The Chinese aircraft carrier Liaoning, shown here April 28, 2020, was at sea conducting exercises in September 2020 while a second carrier, the Shandong, was also at sea.

JAPAN MINISTRY OF DEFENSE

By CAITLIN DOORNBOS | STARS AND STRIPES Published: September 25, 2020

China’s two aircraft carriers, the Liaoning and the Shandong, recently completed military drills in the South China Sea, according to a statement by the Chinese Ministry of Defense on Thursday.

It was the first time the Chinese navy has sent two carriers to sea at once, though the ships did not train together. The Shandong was commissioned in December; the Liaoning was commissioned in 2012.

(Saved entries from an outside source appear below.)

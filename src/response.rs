use serde::Serialize;
use utoipa::ToSchema;

#[derive(Debug, Serialize, ToSchema, Clone)]
pub struct Meta {
    pub page: Option<i64>,
    pub per_page: Option<i64>,
    pub total: Option<i64>,
}

impl Meta {
    pub fn new(page: i64, per_page: i64, total: i64) -> Self {
        Self {
            page: Some(page),
            per_page: Some(per_page),
            total: Some(total),
        }
    }

    /// Meta for unpaginated collections.
    pub fn count(total: usize) -> Self {
        Self {
            page: None,
            per_page: None,
            total: Some(total as i64),
        }
    }

    pub fn empty() -> Self {
        Self {
            page: None,
            per_page: None,
            total: None,
        }
    }
}

#[derive(Debug, Serialize, ToSchema)]
pub struct ApiResponse<T> {
    pub message: String,
    pub data: Option<T>,
    pub meta: Option<Meta>,
}

impl<T: Serialize> ApiResponse<T> {
    pub fn success(message: impl Into<String>, data: T, meta: Option<Meta>) -> Self {
        Self {
            message: message.into(),
            data: Some(data),
            meta,
        }
    }

    pub fn list(message: impl Into<String>, items: T, total: usize) -> Self {
        Self::success(message, items, Some(Meta::count(total)))
    }
}

impl ApiResponse<serde_json::Value> {
    /// Acknowledgement with an empty object as payload.
    pub fn ack(message: impl Into<String>) -> Self {
        Self::success(message, serde_json::json!({}), Some(Meta::empty()))
    }
}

While at sea, the Liaoning completed “regular exercises” while the Shandong conducted sea trials, according to a Thursday article by the Chinese state-run newspaper Global Times. Sea trials are a testing phase of ships and their systems.

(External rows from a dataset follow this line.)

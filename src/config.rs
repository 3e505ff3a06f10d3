use std::{env, path::PathBuf};

use anyhow::Context;

#[derive(Debug, Clone)]
pub struct AppConfig {
    pub database_url: String,
    pub host: String,
    pub port: u16,
    pub jwt_secret: String,
    pub upload_dir: PathBuf,
    pub cors_origin: Option<String>,
}

impl AppConfig {
    pub fn from_env() -> anyhow::Result<Self> {
        let database_url = env::var("DATABASE_URL").context("DATABASE_URL is not set")?;
        let jwt_secret = env::var("JWT_SECRET").context("JWT_SECRET is not set")?;
        let host = env::var("APP_HOST").unwrap_or_else(|_| "127.0.0.1".to_string());
        let port = env::var("APP_PORT")
            .ok()
            .and_then(|p| p.parse::<u16>().ok())
            .unwrap_or(3000);
        let upload_dir = env::var("UPLOAD_DIR")
            .map(PathBuf::from)
            .unwrap_or_else(|_| PathBuf::from("public/uploads"));
        let cors_origin = env::var("CORS_ORIGIN").ok().filter(|o| !o.is_empty());
        Ok(Self {
            port,
            database_url,
            host,
            jwt_secret,
            upload_dir,
            cors_origin,
        })
    }
}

“The moves aimed to test the equipment’s performance and troops’ training results, and boost their capability to carry out missions,” Defense Ministry spokesman Senior Colonel Tan Kefei said at a press conference Thursday, according to the Global Times.

Both of the carriers went to sea in early September, according to the newspaper. The Shandong steamed into the Bohai Sea and the Liaoning was seen in the Yellow Sea, according the Global Times.

The Chinese military also completed combat exercises near the Taiwan Strait last weekend that were “meant to target foreign interference and Taiwan separatists,” Tan said Thursday, according to the Chinese Communist Party-owned China Daily news.

“If Taiwan separatist forces dare to attempt Taiwan’s secession under any circumstances, we will do whatever it takes to thwart their efforts,” Tan said, according to China Daily.

The exercises came a day after U.S. Sen. Rick Scott, R-Fla., introduced the “Taiwan Invasion Prevention Act” into the Senate.

The bill would pledge to help Taiwan “counter Communist China’s military buildup across the Taiwan straits,” authorize the president to use military force to protect Taiwan and encourage the Defense Department to send “appropriate personnel” to Taiwan’s National Defense Academy, according to a Sept. 17 statement by Scott’s office.

“Communist China continues to threaten our important ally — a threat not only to the people of Taiwan, but to the United States and our allies around the globe,” Scott said in the statement.

“We must do everything we can to discourage Communist China from using military force against a peaceful democratic power, and the Taiwan Invasion Prevention Act demonstrates our commitment to Taiwan and to the importance of freedom and democracy,” he added.